Dataset entries
#####

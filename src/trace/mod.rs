//! Trace session: one operator-initiated submit-and-observe cycle.
//!
//! ```text
//!            submit (non-empty)            response
//!   Idle ───────────────────────▶ Submitting ─────────▶ Succeeded
//!    ▲                                 │
//!    │  edit prompt                    │ transport / protocol error
//!    └──────────── Succeeded | Failed ◀┘
//! ```
//!
//! A session is driven in two halves so the network call can run on another
//! thread while the caller animates progress: [`TraceSession::begin`] freezes
//! the prompt and hands out a [`Submission`]; [`TraceSession::finish`] takes
//! that submission back together with the router's answer. A blocking
//! [`TraceSession::submit`] combines both.
//!
//! Failures always land in an explicit [`TraceState::Failed`]; a session never
//! stays in `Submitting` once its request has returned.
use std::sync::Arc;
use std::sync::mpsc::{self, RecvTimeoutError};
use std::thread;
use std::time::{Duration, Instant};

pub mod classify;

use crate::client::RouterApi;
use crate::client::wire::{CompletionRequest, CompletionResponse};
use crate::error::{ConsoleError, Result};
use classify::RouteDisplay;

/// Labels shown while the router is working, in display order.
pub const PROGRESS_STAGES: [&str; 3] = [
    "Scanning for PII...",
    "Calculating Complexity...",
    "Checking Cache...",
];

/// The router's answer, as the harness displays it.
#[derive(Debug, Clone, PartialEq, Eq)]
pub struct TraceResult {
    /// Model the router reports having used.
    pub model_id: String,
    pub content: String,
    /// Wall time between submit and response.
    pub duration_ms: u64,
    pub is_cached: bool,
}

impl TraceResult {
    pub fn route(&self) -> RouteDisplay {
        classify::describe(&self.model_id)
    }

    /// Completed-stage lines for the result view.
    pub fn completed_stages(&self) -> [String; 3] {
        [
            "1. PII Scan Passed".to_string(),
            format!("2. Complexity Analysis: {}", self.route().complexity),
            format!("3. Final Destination: {}", self.model_id),
        ]
    }
}

/// A terminal failure with how long the attempt took.
#[derive(Debug, Clone, PartialEq, Eq)]
pub struct TraceFailure {
    pub error: ConsoleError,
    pub duration_ms: u64,
}

#[derive(Debug, Clone, PartialEq, Eq)]
pub enum TraceState {
    Idle,
    Submitting { started_at: Instant },
    Succeeded(TraceResult),
    Failed(TraceFailure),
}

impl TraceState {
    pub fn name(&self) -> &'static str {
        match self {
            Self::Idle => "idle",
            Self::Submitting { .. } => "submitting",
            Self::Succeeded(_) => "succeeded",
            Self::Failed(_) => "failed",
        }
    }

    pub fn is_terminal(&self) -> bool {
        matches!(self, Self::Succeeded(_) | Self::Failed(_))
    }
}

/// Proof of an in-flight submission, returned by [`TraceSession::begin`].
#[derive(Debug)]
pub struct Submission {
    epoch: u64,
    started_at: Instant,
    request: CompletionRequest,
}

impl Submission {
    /// The request to send to the completions endpoint.
    pub fn request(&self) -> &CompletionRequest {
        &self.request
    }

    pub fn started_at(&self) -> Instant {
        self.started_at
    }
}

/// The harness's prompt buffer plus the state of its current submission.
#[derive(Debug, Clone)]
pub struct TraceSession {
    prompt: String,
    state: TraceState,
    epoch: u64,
}

impl Default for TraceSession {
    fn default() -> Self {
        Self::new()
    }
}

impl TraceSession {
    pub fn new() -> Self {
        Self {
            prompt: String::new(),
            state: TraceState::Idle,
            epoch: 0,
        }
    }

    pub fn with_prompt(prompt: impl Into<String>) -> Self {
        Self {
            prompt: prompt.into(),
            ..Self::new()
        }
    }

    pub fn prompt(&self) -> &str {
        &self.prompt
    }

    pub fn state(&self) -> &TraceState {
        &self.state
    }

    /// The result, present only in the `Succeeded` state.
    pub fn result(&self) -> Option<&TraceResult> {
        match &self.state {
            TraceState::Succeeded(result) => Some(result),
            _ => None,
        }
    }

    pub fn is_submitting(&self) -> bool {
        matches!(self.state, TraceState::Submitting { .. })
    }

    /// Replace the prompt buffer.
    pub fn set_prompt(&mut self, prompt: impl Into<String>) -> Result<()> {
        self.edit(|buf| *buf = prompt.into())
    }

    /// Append to the prompt buffer.
    pub fn append_prompt(&mut self, text: &str) -> Result<()> {
        self.edit(|buf| buf.push_str(text))
    }

    /// Edit the prompt in place. Editing after a terminal state returns the
    /// session to idle; editing while submitting is refused.
    pub fn edit(&mut self, f: impl FnOnce(&mut String)) -> Result<()> {
        if self.is_submitting() {
            return Err(ConsoleError::validation(
                "prompt is frozen while a submission is in flight",
            ));
        }
        f(&mut self.prompt);
        if self.state.is_terminal() {
            self.state = TraceState::Idle;
        }
        Ok(())
    }

    /// Freeze the prompt and start a submission.
    ///
    /// Rejected without side effects if the prompt is blank or another
    /// submission is still in flight.
    pub fn begin(&mut self, declared_model: &str) -> Result<Submission> {
        if self.is_submitting() {
            return Err(ConsoleError::validation("a submission is already in flight"));
        }
        if self.prompt.trim().is_empty() {
            return Err(ConsoleError::validation("prompt is empty"));
        }

        self.epoch += 1;
        let started_at = Instant::now();
        self.state = TraceState::Submitting { started_at };
        Ok(Submission {
            epoch: self.epoch,
            started_at,
            request: CompletionRequest::single_prompt(self.prompt.clone(), declared_model),
        })
    }

    /// Settle a submission with the router's answer.
    ///
    /// A submission from an earlier epoch, or one arriving when the session is
    /// no longer submitting, is ignored.
    pub fn finish(
        &mut self,
        submission: Submission,
        outcome: Result<CompletionResponse>,
    ) -> &TraceState {
        if submission.epoch != self.epoch || !self.is_submitting() {
            tracing::debug!(epoch = submission.epoch, "ignoring superseded trace response");
            return &self.state;
        }

        let duration_ms = submission.started_at.elapsed().as_millis() as u64;
        let outcome = outcome.and_then(|resp| {
            let content = resp.first_content()?.to_string();
            Ok(TraceResult {
                is_cached: classify::is_cached_model(&resp.model),
                model_id: resp.model,
                content,
                duration_ms,
            })
        });

        self.state = match outcome {
            Ok(result) => {
                tracing::info!(
                    model = %result.model_id,
                    duration_ms = result.duration_ms,
                    cached = result.is_cached,
                    "trace succeeded"
                );
                TraceState::Succeeded(result)
            }
            Err(error) => {
                tracing::warn!(kind = error.kind(), error = %error, duration_ms, "trace failed");
                TraceState::Failed(TraceFailure { error, duration_ms })
            }
        };
        &self.state
    }

    /// Blocking submit: begin, call the router, finish.
    ///
    /// Validation errors are returned before any network call; router errors
    /// are reported through the resulting `Failed` state.
    pub fn submit(&mut self, api: &dyn RouterApi, declared_model: &str) -> Result<&TraceState> {
        let submission = self.begin(declared_model)?;
        let outcome = api.complete(submission.request());
        Ok(self.finish(submission, outcome))
    }

    /// Submit with the router call on a worker thread, invoking `on_tick`
    /// with an increasing counter every `tick` until the response arrives.
    pub fn drive(
        &mut self,
        api: Arc<dyn RouterApi>,
        declared_model: &str,
        tick: Duration,
        mut on_tick: impl FnMut(usize),
    ) -> Result<&TraceState> {
        let submission = self.begin(declared_model)?;
        let (tx, rx) = mpsc::channel();
        let request = submission.request().clone();
        let spawned = thread::Builder::new()
            .name("routescope-trace".to_string())
            .spawn(move || {
                let _ = tx.send(api.complete(&request));
            });
        if let Err(e) = spawned {
            let error = ConsoleError::transport(format!("could not start request: {e}"));
            return Ok(self.finish(submission, Err(error)));
        }

        let mut ticks = 0;
        let outcome = loop {
            on_tick(ticks);
            match rx.recv_timeout(tick) {
                Ok(outcome) => break outcome,
                Err(RecvTimeoutError::Timeout) => ticks += 1,
                Err(RecvTimeoutError::Disconnected) => {
                    break Err(ConsoleError::transport("request worker exited without a result"));
                }
            }
        };
        Ok(self.finish(submission, outcome))
    }
}

/// Progress stage shown at animation tick `tick`; the last stage holds until
/// the response arrives.
pub fn stage_at(tick: usize, ticks_per_stage: usize) -> &'static str {
    let idx = tick / ticks_per_stage.max(1);
    PROGRESS_STAGES[idx.min(PROGRESS_STAGES.len() - 1)]
}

#####

BRIEF: Each line of the entries that holds "answer" should be counted, and only the total given.

TASK RESPONSE: 3